A former boss, many years ago,  once banned the word “ crisis” in the office . 

In the odd way that a relationship with 35 years difference in ages can work , I was able to tease him about this . 

In his early 60s,  Jack  was a man of habit . Always in on the dot of 8.50,  coffee ( 2 sugars) at 10am , cheese  and pickle sandwich ( always) and his beloved pipe at lunch time , tea at 3pm and home by 5.30pm  

In a profession working with people,  avoiding crises was problematic, people just seem to create them, so  Jack’s request was a little unrealistic

Recognised as; insightful effective and  absolutely superb in his previous job Jack was an appalling manager,  a  fact that he was delighted to confirm to whoever asked. He was a hard man to sack because ironically he so badly didn’t want the job .

“ So why did you become a manager then, Jack ?” 

“ It just happened, it was Buggins Turn , then bloody Buggins went and died didn’t he? So there I was.” He said . “ I’m close to retirement, I  try to make as few decisions  as possible, they are usually wrong you see, so best do nothing. I find it wisest to stay in my office really. I don’t find challenges or change particularly helpful” 

 The Team ran itself as a kind of benevolent commune .

Had  he the foresight to put his philosophy on work-life  on paper, he may well have  gained a doctorate by  inventing the “ Do No Harm “ Principle. 

Supervision was a delight, a long rambling discussion with no advice or guidance given or expected, a social event . Many anecdotes from his life, reflections as he cradled his pipe , sitting comfortably in his cardigan, tie never totally tied , pushed back in his chair absentmindedly  tamping his tobacco with browned fingers, never lighting it until lunchtime. 

I eventually played him at his own game and invented   a policy paper on “ Non Crisis Management .” 

It had five levels of  UMC “ Unexpected Management Challenges .”

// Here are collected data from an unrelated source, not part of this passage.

use time::OffsetDateTime;
use uuid::Uuid;

use crate::backend::{Backend, BackendError};
use crate::booking::can_cancel;
use crate::flow::{Flow, FlowError, Precondition};
use crate::models::{
    Booking, BookingStatus, ChildProfile, Identity, PackageTemplate, Profile, RpcOutcome, UserPackage,
};

pub const MAX_EXTRA_SESSIONS: u32 = 2;

pub fn can_buy_extra(package: &UserPackage) -> bool {
    package.extra_sessions_purchased < MAX_EXTRA_SESSIONS
}

#[derive(Debug, Clone, PartialEq)]
pub enum DashboardAction {
    Cancel { booking_id: Uuid, was_booked: bool },
    BuyPackage { template_id: i32 },
    BuyExtra { package_id: Uuid },
}

#[derive(Debug, Clone)]
pub struct Dashboard {
    pub profile: Profile,
    pub children: Vec<ChildProfile>,
    pub templates: Vec<PackageTemplate>,
    /// `None` is the parent's own tab.
    pub active_child: Option<Uuid>,
    pub packages: Vec<UserPackage>,
    pub bookings: Vec<Booking>,
    pub booking_page: usize,
    pub flow: Flow<DashboardAction>,
}

impl Dashboard {
    /// Loads the profile, its children and the catalogue, then the parent's tab.
    /// Returns `None` when the profile does not exist.
    pub async fn load<B: Backend>(backend: &B, user_id: Uuid) -> Result<Option<Self>, BackendError> {
        let Some(profile) = backend.profile(user_id).await? else {
            return Ok(None);
        };
        let mut children = backend.children(user_id).await?;
        children.retain(|c| c.parent_id == user_id);
        let templates = backend.templates().await?;
        let mut dashboard = Dashboard {
            profile,
            children,
            templates,
            active_child: None,
            packages: Vec::new(),
            bookings: Vec::new(),
            booking_page: 0,
            flow: Flow::Idle,
        };
        dashboard.reload(backend).await?;
        Ok(Some(dashboard))
    }

    pub fn identity(&self) -> Identity {
        match self.active_child {
            Some(child_id) => Identity::child(self.profile.id, child_id),
            None => Identity::parent(self.profile.id),
        }
    }

    pub fn active_child_name(&self) -> Option<&str> {
        let id = self.active_child?;
        self.children.iter().find(|c| c.id == id).map(|c| c.nickname.as_str())
    }

    pub async fn reload<B: Backend>(&mut self, backend: &B) -> Result<(), BackendError> {
        let identity = self.identity();
        self.packages = backend.active_packages(identity).await?;
        self.bookings = backend.open_bookings(identity).await?;
        Ok(())
    }

    /// Switches tab. Unknown children are ignored.
    pub async fn switch_to<B: Backend>(&mut self, backend: &B, child: Option<Uuid>) -> Result<bool, BackendError> {
        if self.flow.is_busy() {
            return Ok(false);
        }
        if let Some(id) = child {
            if !self.children.iter().any(|c| c.id == id) {
                return Ok(false);
            }
        }
        self.active_child = child;
        self.booking_page = 0;
        self.flow = Flow::Idle;
        self.reload(backend).await?;
        Ok(true)
    }

    /// Catalogue entries for the current tab: junior packages for a child, adult otherwise.
    pub fn available_templates(&self) -> impl Iterator<Item = &PackageTemplate> {
        let kind = self.identity().package_kind();
        self.templates.iter().filter(move |t| t.kind == kind)
    }

    pub fn request_cancel(&mut self, booking_id: Uuid, now: OffsetDateTime) -> Result<(), FlowError> {
        let Some(booking) = self.bookings.iter().find(|b| b.id == booking_id) else {
            return self.flow.fail(Precondition::NotListed("booking"));
        };
        if booking.status == BookingStatus::Cancelled {
            return self.flow.fail(Precondition::AlreadyCancelled);
        }
        if !can_cancel(booking.class_date, now) {
            return self.flow.fail(Precondition::TooLateToCancel);
        }
        let was_booked = booking.status == BookingStatus::Booked;
        self.flow.begin(DashboardAction::Cancel { booking_id, was_booked })
    }

    pub fn request_buy_package(&mut self, template_id: i32) -> Result<(), FlowError> {
        let kind = self.identity().package_kind();
        match self.templates.iter().find(|t| t.id == template_id) {
            None => self.flow.fail(Precondition::NotListed("package")),
            Some(t) if t.kind != kind => self.flow.fail(Precondition::WrongPackageType),
            Some(_) => self.flow.begin(DashboardAction::BuyPackage { template_id }),
        }
    }

    pub fn request_buy_extra(&mut self, package_id: Uuid) -> Result<(), FlowError> {
        match self.packages.iter().find(|p| p.id == package_id) {
            None => self.flow.fail(Precondition::NotListed("package")),
            Some(p) if !can_buy_extra(p) => self.flow.fail(Precondition::ExtraLimitReached),
            Some(_) => self.flow.begin(DashboardAction::BuyExtra { package_id }),
        }
    }

    pub fn confirm_prompt(&self) -> Option<String> {
        let Flow::Confirming(action) = &self.flow else {
            return None;
        };
        match action {
            DashboardAction::Cancel { .. } => Some("Are you sure you want to cancel this booking?".to_string()),
            DashboardAction::BuyPackage { template_id } => {
                let t = self.templates.iter().find(|t| t.id == *template_id)?;
                Some(format!(
                    "Confirm purchase of {} ({} sessions, {} days) for ฿{:.0}?",
                    t.name, t.session_count, t.days_valid, t.price
                ))
            }
            DashboardAction::BuyExtra { package_id } => {
                let p = self.packages.iter().find(|p| p.id == *package_id)?;
                Some(format!("Buy 1 Extra Session for ฿{:.0}?", p.extra_session_price))
            }
        }
    }

    /// Runs the confirmed action. On success the dashboard is reloaded.
    pub async fn submit<B: Backend>(&mut self, backend: &B) -> Option<Result<String, FlowError>> {
        let action = self.flow.confirm()?;
        let user_id = self.profile.id;
        let (name, reply) = match &action {
            DashboardAction::Cancel { booking_id, .. } => {
                ("cancel_booking", backend.cancel_booking(*booking_id, user_id).await)
            }
            DashboardAction::BuyPackage { template_id } => {
                ("buy_new_package", backend.buy_new_package(self.identity(), *template_id).await)
            }
            DashboardAction::BuyExtra { package_id } => {
                ("buy_extra_session", backend.buy_extra_session(user_id, *package_id).await)
            }
        };

        let result = match reply {
            Ok(RpcOutcome::Done) => {
                info!("{} succeeded for {:?}", name, action);
                Ok(match action {
                    DashboardAction::Cancel { was_booked: true, .. } => {
                        "✅ Booking Cancelled. Session has been refunded.".to_string()
                    }
                    DashboardAction::Cancel { was_booked: false, .. } => {
                        "✅ Removed from the standby list.".to_string()
                    }
                    DashboardAction::BuyPackage { .. } => "✅ Purchased!".to_string(),
                    DashboardAction::BuyExtra { .. } => "✅ Extra session added!".to_string(),
                })
            }
            Ok(RpcOutcome::Rejected(message)) => {
                warn!("{} rejected: {}", name, message);
                Err(FlowError::Rejected(message))
            }
            Err(e) => {
                error!("{} failed: {}", name, e);
                Err(e.into())
            }
        };
        self.flow.finish(result.clone());
        if result.is_ok() {
            if let Err(e) = self.reload(backend).await {
                error!("reload after {} failed: {}", name, e);
            }
        }
        Some(result)
    }
}
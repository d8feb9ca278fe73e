use std::env;

use time::UtcOffset;
use url::Url;

#[derive(Debug, thiserror::Error)]
pub enum ConfigError {
    #[error("{0} not set")]
    Missing(&'static str),

    #[error("{name} is invalid: {reason}")]
    Invalid { name: &'static str, reason: String },
}

#[derive(Debug, Clone)]
pub struct Config {
    pub database_url: Url,
    pub max_connections: u32,
    /// Offset class times are shown in. Bangkok by default.
    pub display_offset: UtcOffset,
}

impl Config {
    /// Reads `.env` if present, then the process environment.
    pub fn from_env() -> Result<Self, ConfigError> {
        dotenvy::dotenv().ok();
        Self::from_lookup(|key| env::var(key).ok())
    }

    fn from_lookup(get: impl Fn(&str) -> Option<String>) -> Result<Self, ConfigError> {
        let raw = get("DATABASE_URL").ok_or(ConfigError::Missing("DATABASE_URL"))?;
        let database_url = Url::parse(&raw).map_err(|e| ConfigError::Invalid {
            name: "DATABASE_URL",
            reason: e.to_string(),
        })?;
        if !matches!(database_url.scheme(), "postgres" | "postgresql") {
            return Err(ConfigError::Invalid {
                name: "DATABASE_URL",
                reason: format!("unsupported scheme '{}'", database_url.scheme()),
            });
        }

        let max_connections = match get("DB_MAX_CONNECTIONS") {
            Some(v) => v.parse().map_err(|_| ConfigError::Invalid {
                name: "DB_MAX_CONNECTIONS",
                reason: format!("'{v}' is not a number"),
            })?,
            None => 5,
        };

        let hours: i8 = match get("DISPLAY_UTC_OFFSET_HOURS") {
            Some(v) => v.parse().map_err(|_| ConfigError::Invalid {
                name: "DISPLAY_UTC_OFFSET_HOURS",
                reason: format!("'{v}' is not a whole number of hours"),
            })?,
            None => 7,
        };
        let display_offset = UtcOffset::from_hms(hours, 0, 0).map_err(|e| ConfigError::Invalid {
            name: "DISPLAY_UTC_OFFSET_HOURS",
            reason: e.to_string(),
        })?;

        Ok(Config { database_url, max_connections, display_offset })
    }

    /// Database location safe for logs.
    pub fn redacted_database_url(&self) -> String {
        let mut url = self.database_url.clone();
        if url.password().is_some() {
            let _ = url.set_password(Some("***"));
        }
        url.to_string()
    }
}
use crate::backend::BackendError;

/// Reasons an action is refused before any request goes out.
#[derive(Debug, Clone, PartialEq, Eq, thiserror::Error)]
pub enum Precondition {
    #[error("Please select a package to use.")]
    NoPackageSelected,
    #[error("No active packages found. Please buy a package on the dashboard first.")]
    NoActivePackage,
    #[error("Too late to cancel: classes can only be cancelled more than 2 hours before start.")]
    TooLateToCancel,
    #[error("This booking is already cancelled.")]
    AlreadyCancelled,
    #[error("Max extras reached for this package.")]
    ExtraLimitReached,
    #[error("This package is not available for the selected profile.")]
    WrongPackageType,
    #[error("That {0} is no longer listed. Please refresh.")]
    NotListed(&'static str),
}

#[derive(Debug, Clone, PartialEq, Eq, thiserror::Error)]
pub enum FlowError {
    /// The call never produced a reply.
    #[error("Error: {0}")]
    Transport(String),
    /// The procedure answered `success: false`.
    #[error("❌ Failed: {0}")]
    Rejected(String),
    #[error("{0}")]
    Precondition(#[from] Precondition),
    #[error("Still processing the previous request.")]
    Busy,
}

impl From<BackendError> for FlowError {
    fn from(err: BackendError) -> Self {
        FlowError::Transport(err.to_string())
    }
}

/// Confirm/result dialog shared by booking, cancellation and purchases.
#[derive(Debug, Clone, PartialEq)]
pub enum Flow<A> {
    Idle,
    Confirming(A),
    Submitting(A),
    Succeeded(String),
    Failed(FlowError),
}

impl<A> Default for Flow<A> {
    fn default() -> Self {
        Flow::Idle
    }
}

impl<A: Clone> Flow<A> {
    pub fn is_busy(&self) -> bool {
        matches!(self, Flow::Submitting(_))
    }

    /// Opens the confirmation step for `action`.
    pub fn begin(&mut self, action: A) -> Result<(), FlowError> {
        if self.is_busy() {
            return Err(FlowError::Busy);
        }
        *self = Flow::Confirming(action);
        Ok(())
    }

    /// Records a failure caught locally, no request is made.
    pub fn fail(&mut self, err: impl Into<FlowError>) -> Result<(), FlowError> {
        if self.is_busy() {
            return Err(FlowError::Busy);
        }
        *self = Flow::Failed(err.into());
        Ok(())
    }

    /// Moves a pending confirmation to submitting and hands back the action to run.
    pub fn confirm(&mut self) -> Option<A> {
        match self {
            Flow::Confirming(action) => {
                let action = action.clone();
                *self = Flow::Submitting(action.clone());
                Some(action)
            }
            _ => None,
        }
    }

    pub fn finish(&mut self, result: Result<String, FlowError>) {
        if !self.is_busy() {
            return;
        }
        *self = match result {
            Ok(message) => Flow::Succeeded(message),
            Err(err) => Flow::Failed(err),
        };
    }

    /// Closes the dialog. A request in flight cannot be dismissed.
    pub fn dismiss(&mut self) -> bool {
        if self.is_busy() {
            return false;
        }
        *self = Flow::Idle;
        true
    }
}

Level one required no action

level 4 – immediate risk to life required  Jack to give it really serious thought

Level 5  “ Jack’s  tobacco  pouch is empty “ required him breaking his rule and leaving his office .

He sent back a one word reply

‘ B*****d!”

I saw it as a particularly affectionate intervention on his behalf . We loved him . 

Of course people like Jack are not born like that , there are reasons . As the officer leading the first group of troops to relieve a concentration camp, one of the worst of its genre , still 30 years on Jack knew he would see grotesque and haunting images  every night when he closed his eyes . Whisky helped . Occasionally it happened during the day, if  we heard the sobs  in his office we knew to leave him alone . 

A good man, a kind man, but a man who didn’t need any more crises. 

Which I think is a shame, the world needs crises. 

A crisis clears the air ,there can be a new beginning. The notion that we can all go along swimmingly without them is naive. The world changes , we adapt. The idea that change is per se problematic tends to play down the problems that were there before it came to crisis.  Sometimes we need a crisis to make us see that . A crisis can be positive . 

Like many English words the word Crisis has a convoluted derivation; from the Latin which in turn borrowed it from the Greek verb  “Krino” which means “ discriminate,  judge or decide “ and the noun “Krites “ leads then to words like critic and criterion , a person who judges and the means through which we  are able to judge . Associated with this is the root meaning “krei” which means to sieve , and in other circumstances to distinguish or discriminate . Ascertain, discreet , hypocrisy, we can also see words in Welsh “ cruitr” or sieve  and in Middle Irish “crich” which means border . 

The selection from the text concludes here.